* Aim of the exercise
All lines in the records below with the word "posting" must be returned.

★ ★ ★ ★ ★ ★ ★

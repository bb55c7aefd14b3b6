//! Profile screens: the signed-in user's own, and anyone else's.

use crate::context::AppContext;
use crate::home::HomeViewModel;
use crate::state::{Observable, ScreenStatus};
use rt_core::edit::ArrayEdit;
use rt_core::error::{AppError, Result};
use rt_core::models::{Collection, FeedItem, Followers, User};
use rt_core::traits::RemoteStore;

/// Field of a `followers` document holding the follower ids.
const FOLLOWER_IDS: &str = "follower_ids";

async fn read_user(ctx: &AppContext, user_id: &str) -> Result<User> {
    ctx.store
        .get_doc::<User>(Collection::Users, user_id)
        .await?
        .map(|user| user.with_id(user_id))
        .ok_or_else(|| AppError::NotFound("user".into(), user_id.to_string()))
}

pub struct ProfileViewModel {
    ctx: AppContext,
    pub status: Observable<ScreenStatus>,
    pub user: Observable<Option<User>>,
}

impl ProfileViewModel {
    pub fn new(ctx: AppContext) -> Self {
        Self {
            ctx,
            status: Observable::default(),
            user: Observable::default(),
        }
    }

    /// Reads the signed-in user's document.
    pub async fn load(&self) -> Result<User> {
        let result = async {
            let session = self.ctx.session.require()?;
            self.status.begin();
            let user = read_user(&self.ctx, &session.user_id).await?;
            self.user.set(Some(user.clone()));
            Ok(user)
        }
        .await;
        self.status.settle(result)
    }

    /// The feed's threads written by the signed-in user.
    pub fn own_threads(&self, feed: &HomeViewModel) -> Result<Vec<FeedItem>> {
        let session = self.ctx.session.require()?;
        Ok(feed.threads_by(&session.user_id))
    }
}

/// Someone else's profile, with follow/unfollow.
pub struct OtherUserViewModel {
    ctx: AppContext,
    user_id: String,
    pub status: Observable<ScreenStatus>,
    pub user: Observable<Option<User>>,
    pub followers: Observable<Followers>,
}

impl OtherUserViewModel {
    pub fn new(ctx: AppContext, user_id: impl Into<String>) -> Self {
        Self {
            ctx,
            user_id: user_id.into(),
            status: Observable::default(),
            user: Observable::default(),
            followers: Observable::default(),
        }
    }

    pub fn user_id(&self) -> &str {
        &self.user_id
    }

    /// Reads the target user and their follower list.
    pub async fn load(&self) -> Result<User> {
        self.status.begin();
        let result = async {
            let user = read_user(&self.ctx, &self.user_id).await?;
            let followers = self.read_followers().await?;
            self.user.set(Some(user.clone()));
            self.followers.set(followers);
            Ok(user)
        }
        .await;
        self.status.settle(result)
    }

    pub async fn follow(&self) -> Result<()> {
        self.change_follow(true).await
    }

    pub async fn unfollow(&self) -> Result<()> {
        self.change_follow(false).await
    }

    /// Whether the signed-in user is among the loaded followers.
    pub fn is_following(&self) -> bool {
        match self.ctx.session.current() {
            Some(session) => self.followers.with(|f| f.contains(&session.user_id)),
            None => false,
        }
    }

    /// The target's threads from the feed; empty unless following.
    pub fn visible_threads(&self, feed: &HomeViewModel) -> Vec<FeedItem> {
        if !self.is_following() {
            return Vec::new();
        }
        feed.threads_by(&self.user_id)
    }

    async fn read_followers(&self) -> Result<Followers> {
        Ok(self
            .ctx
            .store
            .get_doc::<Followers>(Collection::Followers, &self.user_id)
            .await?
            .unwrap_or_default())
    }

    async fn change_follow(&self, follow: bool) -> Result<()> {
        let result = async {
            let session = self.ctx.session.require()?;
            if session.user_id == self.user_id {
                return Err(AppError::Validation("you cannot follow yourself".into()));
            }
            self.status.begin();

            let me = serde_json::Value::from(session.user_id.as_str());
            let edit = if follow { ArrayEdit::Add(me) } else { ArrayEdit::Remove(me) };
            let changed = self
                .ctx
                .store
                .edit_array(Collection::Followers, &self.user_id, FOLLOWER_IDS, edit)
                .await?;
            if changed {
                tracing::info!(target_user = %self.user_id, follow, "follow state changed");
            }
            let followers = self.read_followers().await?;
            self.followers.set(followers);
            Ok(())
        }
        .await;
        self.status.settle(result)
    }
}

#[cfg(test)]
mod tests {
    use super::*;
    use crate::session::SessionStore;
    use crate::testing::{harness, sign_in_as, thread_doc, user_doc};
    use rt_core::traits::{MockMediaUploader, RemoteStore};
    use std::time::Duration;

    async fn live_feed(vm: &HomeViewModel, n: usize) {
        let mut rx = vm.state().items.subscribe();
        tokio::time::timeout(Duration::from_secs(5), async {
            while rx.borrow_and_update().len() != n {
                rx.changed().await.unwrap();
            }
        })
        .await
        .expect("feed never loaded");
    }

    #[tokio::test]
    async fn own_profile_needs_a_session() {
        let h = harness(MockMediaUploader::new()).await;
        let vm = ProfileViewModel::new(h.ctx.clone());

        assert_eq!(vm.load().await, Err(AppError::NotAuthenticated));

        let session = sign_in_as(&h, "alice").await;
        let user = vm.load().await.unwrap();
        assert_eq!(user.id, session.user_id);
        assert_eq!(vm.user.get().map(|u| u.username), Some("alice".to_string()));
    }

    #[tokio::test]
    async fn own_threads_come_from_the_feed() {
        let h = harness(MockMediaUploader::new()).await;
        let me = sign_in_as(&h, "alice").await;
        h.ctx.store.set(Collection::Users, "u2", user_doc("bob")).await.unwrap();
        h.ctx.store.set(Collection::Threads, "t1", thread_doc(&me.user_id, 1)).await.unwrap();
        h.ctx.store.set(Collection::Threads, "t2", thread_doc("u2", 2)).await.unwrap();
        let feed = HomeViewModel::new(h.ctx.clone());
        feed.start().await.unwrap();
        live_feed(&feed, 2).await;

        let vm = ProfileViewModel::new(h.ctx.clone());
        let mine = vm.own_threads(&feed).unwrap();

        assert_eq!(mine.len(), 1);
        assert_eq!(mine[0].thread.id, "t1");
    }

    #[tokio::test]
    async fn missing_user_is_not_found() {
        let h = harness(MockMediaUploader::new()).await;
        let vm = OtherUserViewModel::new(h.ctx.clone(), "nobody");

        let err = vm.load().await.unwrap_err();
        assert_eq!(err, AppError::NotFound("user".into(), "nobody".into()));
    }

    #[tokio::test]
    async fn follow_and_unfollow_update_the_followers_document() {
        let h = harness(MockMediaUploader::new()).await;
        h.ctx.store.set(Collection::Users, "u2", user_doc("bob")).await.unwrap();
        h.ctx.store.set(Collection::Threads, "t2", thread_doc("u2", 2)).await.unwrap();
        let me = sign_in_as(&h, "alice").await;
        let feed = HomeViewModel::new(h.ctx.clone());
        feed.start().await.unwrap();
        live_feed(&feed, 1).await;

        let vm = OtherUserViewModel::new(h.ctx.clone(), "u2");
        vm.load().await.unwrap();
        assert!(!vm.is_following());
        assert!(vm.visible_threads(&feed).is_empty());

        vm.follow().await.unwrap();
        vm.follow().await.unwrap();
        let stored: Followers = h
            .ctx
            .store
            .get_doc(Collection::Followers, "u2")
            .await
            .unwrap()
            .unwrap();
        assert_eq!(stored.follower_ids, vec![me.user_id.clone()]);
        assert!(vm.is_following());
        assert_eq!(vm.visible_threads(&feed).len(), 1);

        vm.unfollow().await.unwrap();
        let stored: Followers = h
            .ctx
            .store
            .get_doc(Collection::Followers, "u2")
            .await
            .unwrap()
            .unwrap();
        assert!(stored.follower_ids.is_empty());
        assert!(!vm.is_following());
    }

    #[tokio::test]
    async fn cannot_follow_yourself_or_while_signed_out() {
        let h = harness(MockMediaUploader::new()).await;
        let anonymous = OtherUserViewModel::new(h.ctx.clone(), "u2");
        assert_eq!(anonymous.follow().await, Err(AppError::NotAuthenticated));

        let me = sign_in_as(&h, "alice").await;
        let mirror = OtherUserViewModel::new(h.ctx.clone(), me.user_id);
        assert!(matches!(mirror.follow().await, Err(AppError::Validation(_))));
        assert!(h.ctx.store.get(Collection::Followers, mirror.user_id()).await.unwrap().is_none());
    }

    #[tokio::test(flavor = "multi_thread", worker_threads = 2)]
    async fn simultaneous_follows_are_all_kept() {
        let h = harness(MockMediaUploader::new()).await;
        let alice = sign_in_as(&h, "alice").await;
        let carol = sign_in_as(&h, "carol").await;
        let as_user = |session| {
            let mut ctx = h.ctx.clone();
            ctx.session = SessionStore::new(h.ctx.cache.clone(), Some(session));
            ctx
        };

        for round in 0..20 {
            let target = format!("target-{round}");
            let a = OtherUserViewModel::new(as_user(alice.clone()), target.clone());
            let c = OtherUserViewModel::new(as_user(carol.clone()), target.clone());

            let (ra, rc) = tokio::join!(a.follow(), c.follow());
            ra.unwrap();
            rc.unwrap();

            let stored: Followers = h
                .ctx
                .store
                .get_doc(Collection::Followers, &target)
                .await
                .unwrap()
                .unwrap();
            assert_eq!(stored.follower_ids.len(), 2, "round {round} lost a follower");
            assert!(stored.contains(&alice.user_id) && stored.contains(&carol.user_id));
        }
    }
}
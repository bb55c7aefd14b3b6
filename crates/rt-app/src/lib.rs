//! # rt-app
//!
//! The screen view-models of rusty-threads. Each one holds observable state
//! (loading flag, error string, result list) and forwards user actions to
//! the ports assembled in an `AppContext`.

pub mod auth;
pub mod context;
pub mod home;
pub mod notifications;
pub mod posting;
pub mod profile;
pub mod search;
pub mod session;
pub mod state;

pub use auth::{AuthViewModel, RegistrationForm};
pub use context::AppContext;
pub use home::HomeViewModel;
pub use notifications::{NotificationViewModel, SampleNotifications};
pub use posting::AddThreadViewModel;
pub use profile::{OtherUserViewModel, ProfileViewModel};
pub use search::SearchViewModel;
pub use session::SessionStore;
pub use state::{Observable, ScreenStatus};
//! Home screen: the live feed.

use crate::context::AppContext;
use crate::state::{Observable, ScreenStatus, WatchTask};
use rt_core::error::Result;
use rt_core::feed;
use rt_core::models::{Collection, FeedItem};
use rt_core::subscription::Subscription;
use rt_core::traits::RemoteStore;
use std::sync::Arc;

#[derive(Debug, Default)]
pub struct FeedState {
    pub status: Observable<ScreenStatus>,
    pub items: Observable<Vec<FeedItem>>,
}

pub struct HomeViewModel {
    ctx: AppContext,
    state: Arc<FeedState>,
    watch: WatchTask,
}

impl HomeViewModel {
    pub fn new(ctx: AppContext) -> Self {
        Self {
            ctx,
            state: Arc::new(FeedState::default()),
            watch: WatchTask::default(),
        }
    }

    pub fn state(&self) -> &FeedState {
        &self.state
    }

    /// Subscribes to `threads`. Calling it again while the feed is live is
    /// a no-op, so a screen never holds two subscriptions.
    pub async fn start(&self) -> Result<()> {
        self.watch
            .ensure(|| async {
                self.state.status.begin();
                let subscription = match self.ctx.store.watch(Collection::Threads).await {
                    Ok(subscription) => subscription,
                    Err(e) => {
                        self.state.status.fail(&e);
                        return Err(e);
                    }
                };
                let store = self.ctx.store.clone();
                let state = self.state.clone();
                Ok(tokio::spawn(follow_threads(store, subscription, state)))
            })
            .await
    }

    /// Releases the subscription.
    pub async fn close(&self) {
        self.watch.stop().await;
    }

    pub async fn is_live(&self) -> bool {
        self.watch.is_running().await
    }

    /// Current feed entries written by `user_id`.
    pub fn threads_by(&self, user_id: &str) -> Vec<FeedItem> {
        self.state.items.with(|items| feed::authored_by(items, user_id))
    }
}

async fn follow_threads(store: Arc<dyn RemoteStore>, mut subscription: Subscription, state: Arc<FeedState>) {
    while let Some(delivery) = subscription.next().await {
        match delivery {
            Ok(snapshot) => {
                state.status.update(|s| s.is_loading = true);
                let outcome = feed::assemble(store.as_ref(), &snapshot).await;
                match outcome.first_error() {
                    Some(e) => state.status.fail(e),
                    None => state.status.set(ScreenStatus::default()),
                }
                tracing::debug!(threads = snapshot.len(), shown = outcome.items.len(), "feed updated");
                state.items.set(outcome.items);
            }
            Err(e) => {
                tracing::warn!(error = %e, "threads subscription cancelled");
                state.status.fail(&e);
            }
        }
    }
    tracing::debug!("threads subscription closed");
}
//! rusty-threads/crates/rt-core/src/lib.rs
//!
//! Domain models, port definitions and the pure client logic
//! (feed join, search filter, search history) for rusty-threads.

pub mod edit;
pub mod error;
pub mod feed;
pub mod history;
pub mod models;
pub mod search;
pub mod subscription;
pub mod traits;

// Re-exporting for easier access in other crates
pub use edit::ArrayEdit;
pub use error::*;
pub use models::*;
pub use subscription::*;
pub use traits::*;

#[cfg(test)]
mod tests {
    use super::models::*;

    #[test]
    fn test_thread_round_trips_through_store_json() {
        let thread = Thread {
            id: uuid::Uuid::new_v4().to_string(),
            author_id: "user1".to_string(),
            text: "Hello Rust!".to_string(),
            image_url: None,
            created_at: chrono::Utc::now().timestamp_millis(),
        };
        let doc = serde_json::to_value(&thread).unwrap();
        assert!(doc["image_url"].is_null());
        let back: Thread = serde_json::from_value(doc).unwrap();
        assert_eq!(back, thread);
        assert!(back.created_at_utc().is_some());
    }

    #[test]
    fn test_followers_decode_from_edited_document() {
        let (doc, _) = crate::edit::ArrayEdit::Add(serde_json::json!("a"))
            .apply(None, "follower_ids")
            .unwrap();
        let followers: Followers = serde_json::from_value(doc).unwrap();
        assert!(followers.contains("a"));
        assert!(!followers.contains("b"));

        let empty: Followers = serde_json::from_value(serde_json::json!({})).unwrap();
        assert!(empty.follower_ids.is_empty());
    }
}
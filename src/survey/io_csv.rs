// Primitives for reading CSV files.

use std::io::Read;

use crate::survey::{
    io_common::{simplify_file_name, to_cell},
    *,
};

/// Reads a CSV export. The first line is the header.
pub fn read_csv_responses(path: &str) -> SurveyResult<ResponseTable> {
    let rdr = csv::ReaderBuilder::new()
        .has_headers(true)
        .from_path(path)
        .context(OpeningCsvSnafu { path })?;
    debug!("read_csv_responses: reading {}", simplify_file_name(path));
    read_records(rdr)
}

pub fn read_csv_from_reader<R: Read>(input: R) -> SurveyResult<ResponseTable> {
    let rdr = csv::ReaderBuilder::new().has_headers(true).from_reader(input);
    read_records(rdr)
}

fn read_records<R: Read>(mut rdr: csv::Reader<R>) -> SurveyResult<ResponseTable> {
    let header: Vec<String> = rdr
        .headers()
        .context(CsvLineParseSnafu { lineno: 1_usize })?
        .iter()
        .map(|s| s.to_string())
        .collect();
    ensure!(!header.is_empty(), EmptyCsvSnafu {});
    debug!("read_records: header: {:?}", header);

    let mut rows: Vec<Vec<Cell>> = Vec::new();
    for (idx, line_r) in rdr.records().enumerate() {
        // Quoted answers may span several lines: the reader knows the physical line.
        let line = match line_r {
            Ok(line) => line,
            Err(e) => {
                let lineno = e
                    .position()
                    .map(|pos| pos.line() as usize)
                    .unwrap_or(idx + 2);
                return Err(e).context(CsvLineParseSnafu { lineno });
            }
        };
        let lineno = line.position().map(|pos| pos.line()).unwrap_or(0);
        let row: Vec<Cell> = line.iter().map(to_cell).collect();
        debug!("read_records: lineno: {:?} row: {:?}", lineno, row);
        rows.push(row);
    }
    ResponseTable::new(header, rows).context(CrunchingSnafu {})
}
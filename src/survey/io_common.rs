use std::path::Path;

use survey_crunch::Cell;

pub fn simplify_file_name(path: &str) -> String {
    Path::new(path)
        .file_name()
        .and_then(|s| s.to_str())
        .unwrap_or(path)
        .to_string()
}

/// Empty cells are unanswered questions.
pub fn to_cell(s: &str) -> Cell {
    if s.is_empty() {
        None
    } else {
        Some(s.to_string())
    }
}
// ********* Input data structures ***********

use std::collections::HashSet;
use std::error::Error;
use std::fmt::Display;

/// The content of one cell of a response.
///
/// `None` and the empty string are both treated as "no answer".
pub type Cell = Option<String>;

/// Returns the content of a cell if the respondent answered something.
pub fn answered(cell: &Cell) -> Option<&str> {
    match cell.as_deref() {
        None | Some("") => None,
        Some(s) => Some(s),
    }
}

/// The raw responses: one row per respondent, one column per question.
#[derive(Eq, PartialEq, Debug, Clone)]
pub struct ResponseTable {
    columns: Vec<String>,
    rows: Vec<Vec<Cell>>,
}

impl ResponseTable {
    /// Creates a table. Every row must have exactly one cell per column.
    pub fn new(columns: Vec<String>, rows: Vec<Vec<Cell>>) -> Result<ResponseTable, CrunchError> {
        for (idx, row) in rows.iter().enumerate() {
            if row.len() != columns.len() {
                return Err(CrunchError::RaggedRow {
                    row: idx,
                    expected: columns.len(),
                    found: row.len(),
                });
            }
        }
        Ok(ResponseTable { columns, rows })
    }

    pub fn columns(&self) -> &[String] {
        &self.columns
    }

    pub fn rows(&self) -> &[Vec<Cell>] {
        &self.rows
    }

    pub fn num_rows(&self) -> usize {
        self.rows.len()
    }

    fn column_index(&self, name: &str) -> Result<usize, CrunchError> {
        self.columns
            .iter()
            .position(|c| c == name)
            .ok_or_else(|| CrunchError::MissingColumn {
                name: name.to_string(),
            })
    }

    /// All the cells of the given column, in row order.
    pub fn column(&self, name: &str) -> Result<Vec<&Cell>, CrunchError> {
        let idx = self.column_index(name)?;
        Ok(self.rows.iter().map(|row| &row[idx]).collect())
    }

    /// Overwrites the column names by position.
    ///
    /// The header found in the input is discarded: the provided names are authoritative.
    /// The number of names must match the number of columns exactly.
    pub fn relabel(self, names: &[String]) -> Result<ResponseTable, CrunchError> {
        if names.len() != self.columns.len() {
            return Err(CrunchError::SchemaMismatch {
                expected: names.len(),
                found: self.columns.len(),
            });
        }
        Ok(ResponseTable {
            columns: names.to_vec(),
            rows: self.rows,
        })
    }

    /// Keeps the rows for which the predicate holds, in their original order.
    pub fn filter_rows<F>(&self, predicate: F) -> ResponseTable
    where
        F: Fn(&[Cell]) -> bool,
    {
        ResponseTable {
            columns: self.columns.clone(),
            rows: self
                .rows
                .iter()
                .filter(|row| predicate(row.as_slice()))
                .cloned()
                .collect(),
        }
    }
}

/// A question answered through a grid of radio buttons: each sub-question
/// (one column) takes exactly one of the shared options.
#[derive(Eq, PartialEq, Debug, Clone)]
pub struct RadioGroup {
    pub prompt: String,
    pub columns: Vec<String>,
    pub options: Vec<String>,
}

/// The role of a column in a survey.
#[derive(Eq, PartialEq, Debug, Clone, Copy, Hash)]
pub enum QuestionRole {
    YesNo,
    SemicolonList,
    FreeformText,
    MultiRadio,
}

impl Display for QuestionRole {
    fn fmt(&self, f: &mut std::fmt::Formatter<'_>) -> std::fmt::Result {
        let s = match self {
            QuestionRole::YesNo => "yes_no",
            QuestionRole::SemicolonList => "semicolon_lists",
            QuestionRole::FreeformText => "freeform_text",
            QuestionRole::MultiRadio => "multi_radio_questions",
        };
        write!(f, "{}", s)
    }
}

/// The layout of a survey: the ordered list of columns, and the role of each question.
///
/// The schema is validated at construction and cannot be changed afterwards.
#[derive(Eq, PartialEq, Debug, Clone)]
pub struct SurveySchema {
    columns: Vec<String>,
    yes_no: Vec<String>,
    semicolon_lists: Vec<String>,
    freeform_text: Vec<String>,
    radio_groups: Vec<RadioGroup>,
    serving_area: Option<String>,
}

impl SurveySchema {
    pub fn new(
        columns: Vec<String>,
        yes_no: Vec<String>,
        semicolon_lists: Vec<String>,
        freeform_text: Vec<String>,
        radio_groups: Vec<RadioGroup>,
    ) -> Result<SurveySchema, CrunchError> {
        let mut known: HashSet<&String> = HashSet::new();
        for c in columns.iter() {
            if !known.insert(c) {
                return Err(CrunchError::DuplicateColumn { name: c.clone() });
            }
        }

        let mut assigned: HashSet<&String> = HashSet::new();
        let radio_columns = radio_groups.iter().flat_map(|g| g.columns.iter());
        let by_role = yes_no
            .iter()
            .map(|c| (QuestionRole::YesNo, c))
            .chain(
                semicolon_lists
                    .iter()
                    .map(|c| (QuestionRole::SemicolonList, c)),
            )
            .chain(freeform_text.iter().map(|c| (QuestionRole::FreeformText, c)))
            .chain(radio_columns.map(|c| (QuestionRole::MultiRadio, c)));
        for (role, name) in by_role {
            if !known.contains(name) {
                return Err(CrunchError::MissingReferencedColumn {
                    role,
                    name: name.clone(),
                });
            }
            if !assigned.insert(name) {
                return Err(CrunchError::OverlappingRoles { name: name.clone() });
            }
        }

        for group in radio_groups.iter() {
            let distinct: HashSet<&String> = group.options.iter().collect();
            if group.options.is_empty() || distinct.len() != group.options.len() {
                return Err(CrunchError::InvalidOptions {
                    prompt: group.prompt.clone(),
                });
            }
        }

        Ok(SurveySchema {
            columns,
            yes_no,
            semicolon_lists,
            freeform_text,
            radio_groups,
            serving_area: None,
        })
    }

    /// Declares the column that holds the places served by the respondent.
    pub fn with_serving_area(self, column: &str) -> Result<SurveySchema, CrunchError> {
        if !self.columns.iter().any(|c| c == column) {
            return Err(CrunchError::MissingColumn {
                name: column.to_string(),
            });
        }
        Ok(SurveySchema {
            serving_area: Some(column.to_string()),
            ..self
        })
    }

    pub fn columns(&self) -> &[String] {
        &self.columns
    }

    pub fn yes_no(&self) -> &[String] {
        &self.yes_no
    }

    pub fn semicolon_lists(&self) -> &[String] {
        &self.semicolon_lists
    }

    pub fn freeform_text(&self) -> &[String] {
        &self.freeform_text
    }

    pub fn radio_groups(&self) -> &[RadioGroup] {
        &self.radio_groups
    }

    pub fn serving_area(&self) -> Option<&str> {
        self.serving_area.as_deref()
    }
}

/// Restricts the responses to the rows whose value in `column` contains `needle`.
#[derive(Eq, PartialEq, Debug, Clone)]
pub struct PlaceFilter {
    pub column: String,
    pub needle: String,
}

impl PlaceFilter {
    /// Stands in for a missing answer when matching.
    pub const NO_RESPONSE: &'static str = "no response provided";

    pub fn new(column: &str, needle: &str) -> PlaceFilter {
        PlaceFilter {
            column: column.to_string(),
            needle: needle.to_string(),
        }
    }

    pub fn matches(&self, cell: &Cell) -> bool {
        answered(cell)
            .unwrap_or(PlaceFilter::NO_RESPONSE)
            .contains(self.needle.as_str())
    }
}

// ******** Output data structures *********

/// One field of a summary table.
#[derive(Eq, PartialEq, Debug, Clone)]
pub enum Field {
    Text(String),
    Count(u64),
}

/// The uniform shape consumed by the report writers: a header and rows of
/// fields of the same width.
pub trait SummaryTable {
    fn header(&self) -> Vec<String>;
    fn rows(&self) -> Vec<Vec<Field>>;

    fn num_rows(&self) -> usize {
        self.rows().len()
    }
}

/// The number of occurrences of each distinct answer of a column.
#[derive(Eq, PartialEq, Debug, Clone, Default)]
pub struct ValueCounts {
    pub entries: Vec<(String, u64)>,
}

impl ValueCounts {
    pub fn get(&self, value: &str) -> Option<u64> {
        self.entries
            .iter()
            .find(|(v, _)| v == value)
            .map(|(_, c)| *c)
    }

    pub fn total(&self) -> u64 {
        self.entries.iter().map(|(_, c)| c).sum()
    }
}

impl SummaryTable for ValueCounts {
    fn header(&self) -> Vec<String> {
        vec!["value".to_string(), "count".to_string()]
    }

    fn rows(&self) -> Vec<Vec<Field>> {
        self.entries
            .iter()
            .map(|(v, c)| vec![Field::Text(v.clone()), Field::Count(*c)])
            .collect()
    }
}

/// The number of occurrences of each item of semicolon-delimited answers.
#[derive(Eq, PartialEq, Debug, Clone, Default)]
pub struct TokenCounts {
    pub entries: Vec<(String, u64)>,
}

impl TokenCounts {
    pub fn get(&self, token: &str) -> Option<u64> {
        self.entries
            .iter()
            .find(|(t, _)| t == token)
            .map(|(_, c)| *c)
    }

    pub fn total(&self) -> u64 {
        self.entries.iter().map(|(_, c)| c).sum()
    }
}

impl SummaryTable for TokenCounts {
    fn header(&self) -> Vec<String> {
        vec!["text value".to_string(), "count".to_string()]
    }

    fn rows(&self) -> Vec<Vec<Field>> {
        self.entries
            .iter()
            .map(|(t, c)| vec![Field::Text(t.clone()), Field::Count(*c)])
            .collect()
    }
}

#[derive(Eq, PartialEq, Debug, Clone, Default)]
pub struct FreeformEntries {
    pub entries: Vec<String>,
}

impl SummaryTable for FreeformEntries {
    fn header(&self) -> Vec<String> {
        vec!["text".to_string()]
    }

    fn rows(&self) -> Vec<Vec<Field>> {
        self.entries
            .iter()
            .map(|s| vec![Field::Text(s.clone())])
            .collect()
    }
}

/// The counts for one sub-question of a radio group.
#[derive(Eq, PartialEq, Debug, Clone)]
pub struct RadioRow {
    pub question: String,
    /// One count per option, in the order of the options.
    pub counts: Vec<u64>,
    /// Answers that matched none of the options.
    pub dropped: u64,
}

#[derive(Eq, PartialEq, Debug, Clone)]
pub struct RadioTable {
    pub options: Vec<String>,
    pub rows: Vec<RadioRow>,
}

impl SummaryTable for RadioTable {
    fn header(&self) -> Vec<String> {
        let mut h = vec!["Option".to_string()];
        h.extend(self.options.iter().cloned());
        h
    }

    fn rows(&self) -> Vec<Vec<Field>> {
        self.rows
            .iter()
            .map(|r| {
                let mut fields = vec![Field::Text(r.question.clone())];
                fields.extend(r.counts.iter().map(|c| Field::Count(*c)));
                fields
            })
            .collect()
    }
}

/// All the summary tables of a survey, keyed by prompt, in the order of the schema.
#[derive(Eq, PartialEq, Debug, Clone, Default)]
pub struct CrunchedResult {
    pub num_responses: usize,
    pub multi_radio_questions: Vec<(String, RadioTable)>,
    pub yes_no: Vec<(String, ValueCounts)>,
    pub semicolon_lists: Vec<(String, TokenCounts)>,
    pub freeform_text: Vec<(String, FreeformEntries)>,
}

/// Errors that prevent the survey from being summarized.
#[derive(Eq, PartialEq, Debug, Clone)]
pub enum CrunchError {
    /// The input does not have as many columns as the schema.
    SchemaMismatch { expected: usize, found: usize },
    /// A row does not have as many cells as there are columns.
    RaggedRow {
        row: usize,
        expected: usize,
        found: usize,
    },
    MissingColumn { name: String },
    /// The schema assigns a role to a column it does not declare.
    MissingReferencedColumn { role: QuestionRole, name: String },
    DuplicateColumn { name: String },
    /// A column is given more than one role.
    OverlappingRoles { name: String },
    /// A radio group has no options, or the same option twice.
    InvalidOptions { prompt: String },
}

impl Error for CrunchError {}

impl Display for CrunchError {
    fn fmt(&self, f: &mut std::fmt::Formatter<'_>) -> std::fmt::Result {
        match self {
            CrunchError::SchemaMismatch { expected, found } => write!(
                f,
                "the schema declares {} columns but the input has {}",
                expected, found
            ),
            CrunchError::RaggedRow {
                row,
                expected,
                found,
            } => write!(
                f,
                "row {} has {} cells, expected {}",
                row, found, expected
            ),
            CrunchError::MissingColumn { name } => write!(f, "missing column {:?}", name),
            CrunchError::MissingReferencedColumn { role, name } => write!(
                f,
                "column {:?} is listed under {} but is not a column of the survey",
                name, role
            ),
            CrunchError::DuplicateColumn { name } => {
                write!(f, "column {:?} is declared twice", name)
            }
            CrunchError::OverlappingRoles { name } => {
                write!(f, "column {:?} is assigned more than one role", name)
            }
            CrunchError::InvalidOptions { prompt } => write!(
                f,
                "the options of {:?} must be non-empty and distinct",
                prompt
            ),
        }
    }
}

★ ★ ★ ★ ★ ★ ★

* Solution below
pub mod posting;
pub use posting::AddThreadViewModel;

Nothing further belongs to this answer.